Justicia para Nafys Rivas: El TSA anula su destitución e impone el respeto al debido proceso
Por: Yván Ariel Gómez Rubio.
El trasfondo de una arbitrariedad.
La magistrada Nafys Ismaelina Rivas Matos, quien obtuvo su posición como Procuradora Fiscal Titular tras agotar y superar las fases del Concurso Interno de Oposición (CIT-01-2018), fue objeto de un proceso disciplinario matizado por serias inobservancias normativas.
A pesar de que el propio Consejo Disciplinario del Ministerio Público había declarado extinguida la acción disciplinaria en mayo de 2021 (Resolución núm. CDMP-01-2021) debido al vencimiento del plazo legal para la presentación del pliego de cargos por parte de la Inspectoría General, el órgano disciplinario pretendió posteriormente revivir un proceso fenecido. Mediante la Resolución núm. CDMP-011-2025, dictada el 23 de julio de 2025, el Consejo Disciplinario dispuso su destitución e inhabilitación.
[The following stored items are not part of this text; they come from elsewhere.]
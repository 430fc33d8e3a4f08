//! Spec-quality scoring (spec.md §3): a 0–1 completeness score computed at
//! write time and stored on the record. Never gates a write — see
//! SPEC_FULL.md §9 Open-Question resolution #2.

/// `0.2·(decision present) + 0.3·(rationale > 20 chars) + 0.2·(≥1 alternative)
/// + 0.15·(≥1 entity) + 0.15·(≥1 tag)`
pub fn decision_score(
    decision: &str,
    rationale: &str,
    alternatives: &[String],
    entities: &[String],
    tags: &[String],
) -> f64 {
    let mut score = 0.0;
    if !decision.trim().is_empty() {
        score += 0.2;
    }
    if rationale.len() > 20 {
        score += 0.3;
    }
    if !alternatives.is_empty() {
        score += 0.2;
    }
    if !entities.is_empty() {
        score += 0.15;
    }
    if !tags.is_empty() {
        score += 0.15;
    }
    score
}

/// `0.2·name + 0.3·context>10 + 0.3·solution>10 + 0.2·problem>10`
pub fn pattern_score(name: &str, context: &str, solution: &str, problem: &str) -> f64 {
    let mut score = 0.0;
    if !name.trim().is_empty() {
        score += 0.2;
    }
    if context.len() > 10 {
        score += 0.3;
    }
    if solution.len() > 10 {
        score += 0.3;
    }
    if problem.len() > 10 {
        score += 0.2;
    }
    score
}

#[cfg(test)]
mod tests {
    use super::*;

    #[test]
    fn decision_with_every_field_scores_one() {
        let score = decision_score(
            "Use JSONL over SQLite",
            "append-only, simple, no extra dep",
            &["SQLite".to_string()],
            &["JSONL".to_string(), "SQLite".to_string()],
            &["lore".to_string()],
        );
        assert!((score - 1.0).abs() < 1e-9);
    }

    #[test]
    fn decision_with_only_decision_field_scores_0_2() {
        let score = decision_score("Use JSONL over SQLite", "", &[], &[], &[]);
        assert!((score - 0.2).abs() < 1e-9);
    }

    #[test]
    fn pattern_with_every_field_scores_one() {
        let score = pattern_score(
            "Safe bash arithmetic",
            "Shell scripts using unguarded arithmetic",
            "Use $(( )) with explicit base-10 parsing",
            "Arithmetic expansion can misinterpret octal input",
        );
        assert!((score - 1.0).abs() < 1e-9);
    }
}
Sin embargo, en el expediente no figuraba prueba ni sustento legal alguno que acreditara la revocación válida de la extinción previamente otorgada. Proseguir con una persecución disciplinaria en tales condiciones vulneró abiertamente los principios constitucionales de seguridad jurídica, debido proceso y tutela judicial efectiva.
El fallo del Tribunal Superior Administrativo.
Analizados los hechos y ponderadas las violaciones a los derechos de la recurrente, los magistrados Mildred I. Hernández Grullón, Jacqueline Inmaculada Ramos Ureña e Ismael N. Ramírez Santana dictaron un fallo contundente y unánime:
1. Nulidad absoluta: Se declaró la nulidad de la Resolución núm. CDMP-011-2025 del Consejo Disciplinario del Ministerio Público por violar el debido proceso administrativo.
2. Reintegro inmediato: Se ordenó la restitución de la magistrada Nafys Ismaelina Rivas Matos en sus funciones de Procuradora Fiscal, conforme a lo dispuesto en la Resolución núm. CSMP-03-2025 del Consejo Superior del Ministerio Público.
3. Rechazo a la exclusión: El tribunal mantuvo a la Inspectoría General del Ministerio Público dentro del proceso, al determinar su responsabilidad directa en el impulso extemporáneo e ilegal de la acusación.
Un triunfo del Derecho sobre la arbitrariedad
El dictamen del TSA sienta un precedente crucial: las instituciones encargadas de administrar justicia y sancionar disciplinariamente son las primeras obligadas a cumplir de manera estricta con la ley y los plazos procesales. No es posible exigir el cumplimiento del ordenamiento jurídico vulnerándolo desde las entrañas del mismo órgano acusador.
El restablecimiento de Nafys Rivas a sus funciones como Procuradora Fiscal no solo repara un daño individual a su carrera y dignidad profesional, sino que revalida el control jurisdiccional sobre los actos de la Administración Pública, recordando que en República Dominicana la ley está por encima del capricho institucional.